Ogni cosa era al suo posto. La limpidezza del tempo presente. Via con i motori, i picconi, le pale. Via con l’asfalto ormai obsoleto. Un gran lavoro in poco tempo. Poi tutti a casa. Sono tornati il giorno dopo e io, ancora alla finestra, a curiosare. Hanno finito il lavoro rendendo quell’incrocio simile alla pista di Le Mans. Solo l’incrocio, però. Il resto delle strade non è previsto, oppure “non ci riguarda”. Al mattino seguente arriva un’altra squadra di operai armati, questa volta, di vernice bianca e azzurra. In poco tempo disegnano le strisce pedonali e quelle del parcheggio a pagamento. Bene, faccio tra me e me mentre dondolo alla finestra, anche se le “righe per terra” riguardano solo il pavimento nuovo. Il resto sembra nella mente degli dèi. Pazienza, penso, meglio di niente. Almeno non s’inciamperà più in quel tratto di strada. Sono comunque soddisfatto. È un ritorno al passato che neanche Nietzsche con il suo eterno ritorno avrebbe potuto immaginare.
Ulteriore gioia
Non potevo immaginare neanche che, due giorni dopo, si presentano allo stesso incrocio transennato una nuova squadra di operai che picconano con forza sul marciapiede. Penso: ora rifanno anche i marciapiedi, che bravi. È il pensiero di un momento, molto debole direbbe Vattimo, avanzato da chi sta in finestra a osservare senza fare altro. Realizzano una specie di trincea che dal marciapiede continua sulla strada, poi prende il marciapiede di fronte per ritornare sulla strada. Scavano con forza perché l’asfalto appena messo è durissimo. Rivortano la strada. Fanno passare fili e filoni (luce, telefoni chissà) poi richiudono alla bell’e meglio. Inutile il lavoro fatto due giorni prima, penso. Mi sbaglio. Il giorno successivo arrivano gli operai in tuta arancione armati di betoniere che rimettono tutto in ordine. Subito dopo tornano i verniciatori che ridisegnano le strisce nel frattempo cancellate. Che meraviglia, penso dalla finestra. Nel giro di pochi giorni ho assistito al gioco dell’asfalto rispondendo ai miei orizzonti infantili. Vado a dormire contento ma…

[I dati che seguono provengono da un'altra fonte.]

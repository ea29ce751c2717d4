//! Classified outcome of a single upstream HTTP call.

use serde::de::DeserializeOwned;
use serde_json::Value;

/// Outcome of one HTTP request against an upstream service.
///
/// Every call made through [`super::HttpClient`] resolves to exactly one of
/// these variants; transport failures never escape as panics or errors.
#[derive(Debug, Clone, PartialEq, Eq)]
pub enum FetchResult<T = Value> {
    /// The request succeeded and the body decoded.
    Success(T),
    /// The upstream answered 404.
    NotFound,
    /// The request never produced a usable response, or the body could not
    /// be decoded.
    TransportError(String),
    /// The upstream answered with a non-2xx status other than 404.
    StatusError {
        /// HTTP status code.
        code: u16,
        /// Response body, possibly shortened.
        body: String,
    },
}

impl<T> FetchResult<T> {
    /// Transforms the success payload, leaving failures untouched.
    pub fn map<U>(self, transform: impl FnOnce(T) -> U) -> FetchResult<U> {
        match self {
            Self::Success(value) => FetchResult::Success(transform(value)),
            Self::NotFound => FetchResult::NotFound,
            Self::TransportError(message) => FetchResult::TransportError(message),
            Self::StatusError { code, body } => FetchResult::StatusError { code, body },
        }
    }

    /// Returns the success payload, discarding failure detail.
    #[must_use]
    pub fn success(self) -> Option<T> {
        match self {
            Self::Success(value) => Some(value),
            _ => None,
        }
    }

    /// Returns `true` for [`FetchResult::Success`].
    #[must_use]
    pub const fn is_success(&self) -> bool {
        matches!(self, Self::Success(_))
    }

    /// Returns `true` for [`FetchResult::NotFound`].
    #[must_use]
    pub const fn is_not_found(&self) -> bool {
        matches!(self, Self::NotFound)
    }

    /// Human-readable description of a failure, or `None` on success.
    #[must_use]
    pub fn failure_description(&self) -> Option<String> {
        match self {
            Self::Success(_) => None,
            Self::NotFound => Some("resource not found".to_owned()),
            Self::TransportError(message) => Some(format!("request failed: {message}")),
            Self::StatusError { code, body } => Some(format!("status {code}: {body}")),
        }
    }
}

impl FetchResult<Value> {
    /// Decodes a JSON payload into `T`.
    ///
    /// A payload that does not match the expected shape becomes a
    /// [`FetchResult::TransportError`].
    #[must_use]
    pub fn decode<T: DeserializeOwned>(self) -> FetchResult<T> {
        match self {
            Self::Success(value) => match serde_json::from_value(value) {
                Ok(decoded) => FetchResult::Success(decoded),
                Err(error) => FetchResult::TransportError(format!(
                    "response body did not match the expected shape: {error}"
                )),
            },
            Self::NotFound => FetchResult::NotFound,
            Self::TransportError(message) => FetchResult::TransportError(message),
            Self::StatusError { code, body } => FetchResult::StatusError { code, body },
        }
    }
}
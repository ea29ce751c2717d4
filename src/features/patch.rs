//! Reading changed lines out of unified diff hunks.

use std::fmt;

/// A line added or removed by a patch, without its diff prefix.
#[derive(Debug, Clone, Copy, PartialEq, Eq)]
pub enum ChangeLine<'a> {
    /// Line introduced by the patch.
    Added(&'a str),
    /// Line deleted by the patch.
    Removed(&'a str),
}

impl fmt::Display for ChangeLine<'_> {
    fn fmt(&self, formatter: &mut fmt::Formatter<'_>) -> fmt::Result {
        match self {
            Self::Added(line) => write!(formatter, "Added: {line}"),
            Self::Removed(line) => write!(formatter, "Removed: {line}"),
        }
    }
}

/// Added and removed lines in patch order, trimmed.
///
/// File headers (`+++`, `---`) and context lines are skipped.
#[must_use]
pub fn change_lines(patch: &str) -> Vec<ChangeLine<'_>> {
    patch
        .lines()
        .filter_map(|line| {
            if line.starts_with("+++") || line.starts_with("---") {
                return None;
            }
            line.strip_prefix('+')
                .map(|added| ChangeLine::Added(added.trim()))
                .or_else(|| {
                    line.strip_prefix('-')
                        .map(|removed| ChangeLine::Removed(removed.trim()))
                })
        })
        .collect()
}

/// Lines introduced by `patch`, verbatim apart from the `+` prefix.
#[must_use]
pub fn added_lines(patch: &str) -> Vec<&str> {
    patch
        .lines()
        .filter(|line| !line.starts_with("+++"))
        .filter_map(|line| line.strip_prefix('+'))
        .collect()
}
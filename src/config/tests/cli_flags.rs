//! Tests for loading configuration from command-line flags.

use std::ffi::OsString;

use ortho_config::OrthoConfig;
use rstest::rstest;

use crate::InsightConfig;

fn load_with_args(cli_args: &[&str]) -> InsightConfig {
    let temp_dir = tempfile::TempDir::new().expect("temp dir should be created");
    let home = temp_dir.path().to_string_lossy().to_string();
    let _guard = env_lock::lock_env([
        ("REPOPULSE_REPO", None::<&str>),
        ("REPOPULSE_RAW_CONTENT_URL", None::<&str>),
        ("REPOPULSE_FEATURE", None::<&str>),
        ("HOME", Some(home.as_str())),
        ("XDG_CONFIG_HOME", Some(home.as_str())),
    ]);

    let mut args = vec![OsString::from("repopulse")];
    args.extend(cli_args.iter().map(OsString::from));
    InsightConfig::load_from_iter(args).expect("config should load")
}

#[rstest]
fn short_flags_reach_their_own_fields() {
    let config = load_with_args(&["-r", "octocat/hello", "-w", "http://mirror.local", "-f", "3"]);

    assert_eq!(config.repo.as_deref(), Some("octocat/hello"));
    assert_eq!(config.raw_content_url, "http://mirror.local");
    assert_eq!(config.feature, Some(3));
}

#[rstest]
fn long_flags_override_defaults() {
    let config = load_with_args(&["--raw-content-url", "http://mirror.local", "--repo", "a/b"]);

    assert_eq!(config.raw_content_url, "http://mirror.local");
    assert_eq!(config.repo.as_deref(), Some("a/b"));
    assert_eq!(config.bind, crate::config::DEFAULT_BIND);
}
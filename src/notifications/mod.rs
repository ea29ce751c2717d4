//! Repository activity notifications: the event poller and its log.

pub mod error;
pub mod event;
pub mod log;
pub mod poller;
pub mod record;

pub use error::NotificationLogError;
pub use event::{EventKind, change_label, describe_event};
pub use log::{DEFAULT_LOG_PATH, NotificationLog};
pub use poller::{
    ActivityPoller, DEFAULT_POLL_INTERVAL, EVENT_BATCH_SIZE, PollSummary, run_until_shutdown,
    write_notification,
};
pub use record::NotificationRecord;
//! Tracing subscriber setup.
//!
//! Diagnostics go to stderr so that report output on stdout stays clean.
//! `RUST_LOG` takes precedence over the configured filter.

use std::io;

use tracing_subscriber::filter::ParseError;
use tracing_subscriber::{EnvFilter, fmt, prelude::*};

use crate::error::InsightError;

/// Builds the filter from `RUST_LOG`, falling back to `configured`.
///
/// # Errors
///
/// Returns [`InsightError::Configuration`] when neither source parses.
pub fn log_filter(configured: &str) -> Result<EnvFilter, InsightError> {
    EnvFilter::try_from_default_env()
        .or_else(|_| EnvFilter::try_new(configured))
        .map_err(|error: ParseError| InsightError::Configuration {
            message: format!("invalid log filter '{configured}': {error}"),
        })
}

/// Installs the global subscriber.
///
/// Installing twice is harmless; the second call leaves the first
/// subscriber in place.
///
/// # Errors
///
/// Returns [`InsightError::Configuration`] when the filter is invalid.
pub fn init_tracing(configured: &str) -> Result<(), InsightError> {
    let filter = log_filter(configured)?;
    let installed = tracing_subscriber::registry()
        .with(fmt::layer().with_writer(io::stderr).with_target(false))
        .with(filter)
        .try_init();
    if installed.is_err() {
        tracing::debug!("tracing subscriber already installed");
    }
    Ok(())
}
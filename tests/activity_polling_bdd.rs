//! Behavioural tests for the activity notifier.

#[path = "activity_polling_bdd/mod.rs"]
mod activity_polling_bdd_support;

use activity_polling_bdd_support::{
    ActivityState, issue_event, notification_log, poll_once, prepare,
};
use rstest::fixture;
use rstest_bdd_macros::{given, scenario, then, when};
use serde_json::Value;
use wiremock::matchers::{method, path};
use wiremock::{Mock, ResponseTemplate};

const FIRST_ISSUE: &str = "2024-05-01T10:00:00Z";
const SECOND_ISSUE: &str = "2024-05-01T11:00:00Z";
const THIRD_ISSUE: &str = "2024-05-01T12:00:00Z";

#[fixture]
fn activity_state() -> ActivityState {
    ActivityState::default()
}

fn events_path(repo: &str) -> String {
    format!("/repos/{repo}/events")
}

fn serve_events(activity_state: &ActivityState, repo: &str, events: Vec<Value>) {
    let runtime = prepare(activity_state);
    let mock = Mock::given(method("GET"))
        .and(path(events_path(repo)))
        .respond_with(ResponseTemplate::new(200).set_body_json(events));

    activity_state
        .server
        .with_ref(|server| {
            runtime.block_on(async {
                server.reset().await;
                mock.mount(server).await;
            });
        })
        .unwrap_or_else(|| panic!("mock server not initialised"));
}

#[given("a mock GitHub API with 2 issue events for {repo}")]
fn seed_two_events(activity_state: &ActivityState, repo: String) {
    serve_events(
        activity_state,
        &repo,
        vec![issue_event(2, SECOND_ISSUE), issue_event(1, FIRST_ISSUE)],
    );
}

#[given("a mock GitHub API whose events feed fails for {repo}")]
fn seed_failing_feed(activity_state: &ActivityState, repo: String) {
    let runtime = prepare(activity_state);
    let mock = Mock::given(method("GET"))
        .and(path(events_path(&repo)))
        .respond_with(ResponseTemplate::new(502));

    activity_state
        .server
        .with_ref(|server| runtime.block_on(mock.mount(server)))
        .unwrap_or_else(|| panic!("mock server not initialised"));
}

#[when("a newer issue event is published")]
fn publish_newer_event(activity_state: &ActivityState) {
    serve_events(
        activity_state,
        "octocat/hello",
        vec![
            issue_event(3, THIRD_ISSUE),
            issue_event(2, SECOND_ISSUE),
            issue_event(1, FIRST_ISSUE),
        ],
    );
}

#[when("the activity notifier polls {repo}")]
fn poll(activity_state: &ActivityState, repo: String) {
    let records = poll_once(activity_state, &repo);
    activity_state.recorded.set(records);
}

#[then("{count:usize} notifications are recorded")]
fn assert_recorded(activity_state: &ActivityState, count: usize) {
    let actual = activity_state
        .recorded
        .with_ref(Vec::len)
        .unwrap_or_else(|| panic!("no poll has run"));

    assert_eq!(actual, count, "notification count mismatch");
}

#[then("the notification log holds {count:usize} records")]
fn assert_log_size(activity_state: &ActivityState, count: usize) {
    let records = notification_log(activity_state).load();

    assert_eq!(records.len(), count, "log size mismatch");
    let mut times: Vec<&str> = records.iter().map(|record| record.time.as_str()).collect();
    let in_order = times.clone();
    times.sort_unstable();
    assert_eq!(times, in_order, "records should be appended oldest first");
}

#[scenario(path = "tests/features/activity_polling.feature", index = 0)]
fn repeated_polls_record_each_event_once(activity_state: ActivityState) {
    let _ = activity_state;
}

#[scenario(path = "tests/features/activity_polling.feature", index = 1)]
fn failing_feed_records_nothing(activity_state: ActivityState) {
    let _ = activity_state;
}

Tre giorni dopo raggiungo un capannello formato da commercianti della zona dove cade la parola e riesco a capire che l’armata dell’asfalto dovrebbe tornare la settimana successiva. A fare cosa? Nessuno lo sa. Il lunedì arrivano in quattro, con picconi e pale. Cominciano a scavare sull’asfalto a trincea, ma il percorso è diverso dal precedente anche se attraversa la strada appena rifatta. Vedo questa nuova operazione dalla finestra ma ormai lo stupore infantile che mi ha accompagnato in questi anni e in questi ultimi giorni va a farsi fottere. Di nuovo rompono e coprono alla meno peggio. Poi arrivano le betoniere e successivamente i verniciatori. È la terza volta in un mese. Fanno una parte di marciapiede non prevista e fanno finta che in altri punti non ci siano buche (“non ci riguarda”). Alcuni cittadini esasperati nel vedere una parte di marciapiede asfaltato e un’altra pieno di buche hanno parlato di mazzette. Probabilmente esagerano irritati dall’atteggiamento schizofrenico sui lavori. Se non fosse comico sarebbe drammatico. Il gioco dell’asfalto sembra una metafora di come funziona o non funziona il nostro paese. Perché tanto spreco? Non bastava bucare e asfaltare una volta sola immettendo tutti i fili dell’umana tecnologia? Non so leggere ma intuisco, direbbe Totò.
Io sono convinto che il gran dispiegamento di camion e betoniere nell’angolo di strada sopra la mia finestra sia stato fatto esclusivamente per me. Mi è sempre piaciuto osservare gli operai che lavorano la strada.